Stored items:

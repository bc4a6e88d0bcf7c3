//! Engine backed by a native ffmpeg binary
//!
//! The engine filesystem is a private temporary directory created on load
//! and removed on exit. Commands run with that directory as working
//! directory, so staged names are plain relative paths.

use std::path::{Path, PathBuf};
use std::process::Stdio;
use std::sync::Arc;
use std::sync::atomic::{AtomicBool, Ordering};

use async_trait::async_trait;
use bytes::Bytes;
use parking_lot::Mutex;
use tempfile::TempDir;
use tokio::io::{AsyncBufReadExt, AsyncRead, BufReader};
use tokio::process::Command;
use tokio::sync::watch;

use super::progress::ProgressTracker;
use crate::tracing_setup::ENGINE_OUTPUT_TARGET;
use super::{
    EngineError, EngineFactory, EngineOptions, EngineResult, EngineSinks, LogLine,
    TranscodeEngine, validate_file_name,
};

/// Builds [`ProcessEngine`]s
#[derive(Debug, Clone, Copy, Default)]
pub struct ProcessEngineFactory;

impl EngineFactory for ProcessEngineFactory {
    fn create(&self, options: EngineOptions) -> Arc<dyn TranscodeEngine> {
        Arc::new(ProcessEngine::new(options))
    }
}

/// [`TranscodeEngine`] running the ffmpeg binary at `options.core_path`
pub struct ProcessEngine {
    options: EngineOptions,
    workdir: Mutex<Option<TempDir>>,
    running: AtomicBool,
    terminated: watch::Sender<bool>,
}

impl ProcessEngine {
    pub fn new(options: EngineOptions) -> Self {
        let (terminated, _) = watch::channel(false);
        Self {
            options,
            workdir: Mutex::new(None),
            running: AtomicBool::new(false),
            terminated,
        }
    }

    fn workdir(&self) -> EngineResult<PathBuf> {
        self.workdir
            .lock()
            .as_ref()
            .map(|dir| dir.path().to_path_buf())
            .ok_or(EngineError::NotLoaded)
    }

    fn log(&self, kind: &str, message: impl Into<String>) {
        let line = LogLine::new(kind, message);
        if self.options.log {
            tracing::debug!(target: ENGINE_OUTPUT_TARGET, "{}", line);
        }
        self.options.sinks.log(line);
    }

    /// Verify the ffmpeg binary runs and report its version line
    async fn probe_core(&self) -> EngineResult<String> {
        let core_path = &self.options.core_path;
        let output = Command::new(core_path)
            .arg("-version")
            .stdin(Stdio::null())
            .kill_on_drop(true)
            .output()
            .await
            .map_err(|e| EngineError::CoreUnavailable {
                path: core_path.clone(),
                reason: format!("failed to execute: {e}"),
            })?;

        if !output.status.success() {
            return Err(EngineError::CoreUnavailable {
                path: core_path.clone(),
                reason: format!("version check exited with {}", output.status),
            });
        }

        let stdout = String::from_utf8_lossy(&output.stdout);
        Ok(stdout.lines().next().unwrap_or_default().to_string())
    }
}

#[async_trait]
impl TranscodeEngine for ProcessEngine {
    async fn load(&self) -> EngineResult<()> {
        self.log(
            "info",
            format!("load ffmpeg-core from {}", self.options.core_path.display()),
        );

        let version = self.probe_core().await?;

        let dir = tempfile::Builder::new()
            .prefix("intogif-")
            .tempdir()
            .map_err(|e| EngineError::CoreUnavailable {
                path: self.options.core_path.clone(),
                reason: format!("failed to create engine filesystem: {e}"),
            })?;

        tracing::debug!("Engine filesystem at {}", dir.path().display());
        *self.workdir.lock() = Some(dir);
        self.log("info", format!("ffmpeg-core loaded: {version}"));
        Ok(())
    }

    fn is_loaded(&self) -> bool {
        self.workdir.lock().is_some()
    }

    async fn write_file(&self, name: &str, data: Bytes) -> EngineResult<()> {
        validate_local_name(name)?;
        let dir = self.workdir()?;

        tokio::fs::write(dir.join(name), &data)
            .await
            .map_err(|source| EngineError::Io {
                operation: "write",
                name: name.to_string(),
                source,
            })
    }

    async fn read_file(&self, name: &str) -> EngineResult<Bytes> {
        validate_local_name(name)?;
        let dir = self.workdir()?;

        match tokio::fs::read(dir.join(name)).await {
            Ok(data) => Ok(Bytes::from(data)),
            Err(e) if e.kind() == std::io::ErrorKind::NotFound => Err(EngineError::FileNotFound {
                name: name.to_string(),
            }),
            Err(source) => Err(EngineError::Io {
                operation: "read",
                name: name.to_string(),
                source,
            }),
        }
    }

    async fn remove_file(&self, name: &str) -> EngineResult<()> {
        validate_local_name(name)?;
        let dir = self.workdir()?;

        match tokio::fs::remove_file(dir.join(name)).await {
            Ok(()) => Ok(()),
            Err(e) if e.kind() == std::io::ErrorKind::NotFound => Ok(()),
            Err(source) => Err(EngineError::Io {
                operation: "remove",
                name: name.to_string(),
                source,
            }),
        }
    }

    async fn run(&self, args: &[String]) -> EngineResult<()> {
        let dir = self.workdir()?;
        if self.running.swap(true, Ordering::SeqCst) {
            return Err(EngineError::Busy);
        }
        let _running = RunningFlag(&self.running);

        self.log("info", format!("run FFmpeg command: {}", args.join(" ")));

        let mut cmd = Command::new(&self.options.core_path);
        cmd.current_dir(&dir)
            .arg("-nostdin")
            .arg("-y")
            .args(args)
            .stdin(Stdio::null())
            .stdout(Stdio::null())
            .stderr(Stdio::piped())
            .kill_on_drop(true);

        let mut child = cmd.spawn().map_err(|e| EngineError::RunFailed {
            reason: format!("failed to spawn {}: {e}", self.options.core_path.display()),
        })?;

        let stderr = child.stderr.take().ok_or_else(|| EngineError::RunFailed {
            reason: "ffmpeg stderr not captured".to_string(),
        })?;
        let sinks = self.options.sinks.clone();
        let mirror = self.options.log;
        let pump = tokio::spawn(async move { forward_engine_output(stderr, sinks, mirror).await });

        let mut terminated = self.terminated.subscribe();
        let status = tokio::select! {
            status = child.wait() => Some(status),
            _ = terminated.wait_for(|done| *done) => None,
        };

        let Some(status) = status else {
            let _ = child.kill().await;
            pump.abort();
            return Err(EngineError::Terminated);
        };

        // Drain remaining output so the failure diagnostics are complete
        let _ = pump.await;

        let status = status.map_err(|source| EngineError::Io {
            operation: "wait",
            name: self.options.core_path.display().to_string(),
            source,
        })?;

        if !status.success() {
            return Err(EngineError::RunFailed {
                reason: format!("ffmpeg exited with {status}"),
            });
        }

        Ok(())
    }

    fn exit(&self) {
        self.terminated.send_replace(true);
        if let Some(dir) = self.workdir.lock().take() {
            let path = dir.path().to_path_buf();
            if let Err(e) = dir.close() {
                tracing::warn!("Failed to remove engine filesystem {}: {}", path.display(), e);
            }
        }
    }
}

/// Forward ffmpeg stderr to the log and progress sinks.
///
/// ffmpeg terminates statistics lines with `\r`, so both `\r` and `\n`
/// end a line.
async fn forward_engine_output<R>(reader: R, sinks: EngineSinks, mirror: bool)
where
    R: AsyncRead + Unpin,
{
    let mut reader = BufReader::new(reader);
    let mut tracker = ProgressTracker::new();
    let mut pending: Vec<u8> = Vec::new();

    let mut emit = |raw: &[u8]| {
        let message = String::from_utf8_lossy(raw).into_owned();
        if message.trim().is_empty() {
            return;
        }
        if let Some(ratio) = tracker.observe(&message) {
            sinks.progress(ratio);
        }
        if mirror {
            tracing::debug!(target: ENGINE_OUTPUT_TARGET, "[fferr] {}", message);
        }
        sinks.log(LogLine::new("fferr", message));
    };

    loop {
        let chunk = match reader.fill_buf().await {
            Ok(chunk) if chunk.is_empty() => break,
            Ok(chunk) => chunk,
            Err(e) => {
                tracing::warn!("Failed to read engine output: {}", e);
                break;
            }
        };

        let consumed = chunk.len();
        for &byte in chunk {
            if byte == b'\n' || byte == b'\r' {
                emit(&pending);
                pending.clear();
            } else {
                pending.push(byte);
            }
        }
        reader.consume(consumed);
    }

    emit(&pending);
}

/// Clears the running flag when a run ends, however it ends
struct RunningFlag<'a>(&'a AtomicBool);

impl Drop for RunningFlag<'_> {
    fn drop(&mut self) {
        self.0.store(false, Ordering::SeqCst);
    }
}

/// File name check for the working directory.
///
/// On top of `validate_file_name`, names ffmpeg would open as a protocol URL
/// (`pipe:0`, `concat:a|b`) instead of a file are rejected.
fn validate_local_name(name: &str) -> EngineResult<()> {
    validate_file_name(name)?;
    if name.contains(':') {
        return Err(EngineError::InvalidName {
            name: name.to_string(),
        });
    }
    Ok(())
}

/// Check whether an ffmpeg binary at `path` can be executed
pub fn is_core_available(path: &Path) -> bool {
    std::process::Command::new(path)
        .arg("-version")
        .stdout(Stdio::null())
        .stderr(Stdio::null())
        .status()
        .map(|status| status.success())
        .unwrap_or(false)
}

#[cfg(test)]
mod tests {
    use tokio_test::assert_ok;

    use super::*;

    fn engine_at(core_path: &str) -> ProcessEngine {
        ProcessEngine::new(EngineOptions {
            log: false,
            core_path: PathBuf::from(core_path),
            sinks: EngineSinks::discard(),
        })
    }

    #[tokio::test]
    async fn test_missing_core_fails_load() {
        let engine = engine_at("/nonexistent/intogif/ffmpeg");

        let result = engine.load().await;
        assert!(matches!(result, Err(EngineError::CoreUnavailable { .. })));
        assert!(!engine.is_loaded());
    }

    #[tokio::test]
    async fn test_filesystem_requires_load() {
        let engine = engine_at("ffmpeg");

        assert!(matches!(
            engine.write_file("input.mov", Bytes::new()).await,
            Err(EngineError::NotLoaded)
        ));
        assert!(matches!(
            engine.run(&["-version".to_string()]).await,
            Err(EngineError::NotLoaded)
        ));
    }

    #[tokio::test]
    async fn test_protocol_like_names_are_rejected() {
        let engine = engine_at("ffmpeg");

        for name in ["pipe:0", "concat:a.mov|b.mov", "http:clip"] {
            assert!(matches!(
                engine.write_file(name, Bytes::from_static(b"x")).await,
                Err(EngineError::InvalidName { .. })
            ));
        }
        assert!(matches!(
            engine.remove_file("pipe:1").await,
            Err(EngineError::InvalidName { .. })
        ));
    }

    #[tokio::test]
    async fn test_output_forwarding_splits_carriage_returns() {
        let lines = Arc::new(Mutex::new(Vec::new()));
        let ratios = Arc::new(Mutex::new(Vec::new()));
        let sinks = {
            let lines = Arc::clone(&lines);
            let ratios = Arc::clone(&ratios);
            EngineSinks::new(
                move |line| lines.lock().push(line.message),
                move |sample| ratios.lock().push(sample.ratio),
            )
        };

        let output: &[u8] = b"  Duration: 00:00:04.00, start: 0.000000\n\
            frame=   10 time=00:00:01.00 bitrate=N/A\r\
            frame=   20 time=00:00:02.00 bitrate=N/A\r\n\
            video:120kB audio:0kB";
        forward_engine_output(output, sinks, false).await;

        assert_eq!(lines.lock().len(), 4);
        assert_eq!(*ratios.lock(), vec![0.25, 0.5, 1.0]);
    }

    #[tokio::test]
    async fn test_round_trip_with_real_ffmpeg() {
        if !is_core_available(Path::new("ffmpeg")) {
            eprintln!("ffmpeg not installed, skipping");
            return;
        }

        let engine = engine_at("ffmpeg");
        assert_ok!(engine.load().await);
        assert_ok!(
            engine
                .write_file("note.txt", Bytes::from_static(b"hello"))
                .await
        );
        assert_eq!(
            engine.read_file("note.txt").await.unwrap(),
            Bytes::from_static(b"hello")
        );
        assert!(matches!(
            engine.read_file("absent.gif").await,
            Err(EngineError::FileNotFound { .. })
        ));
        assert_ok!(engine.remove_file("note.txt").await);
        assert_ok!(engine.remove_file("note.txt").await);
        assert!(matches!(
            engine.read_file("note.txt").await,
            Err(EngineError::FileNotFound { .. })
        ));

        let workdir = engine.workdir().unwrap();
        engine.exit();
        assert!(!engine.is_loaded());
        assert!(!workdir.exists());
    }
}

◆ Brief ◆
Work out how many lines of the entries contain the word "InvalidName", and answer with that number alone.

◆ Task response ◆
3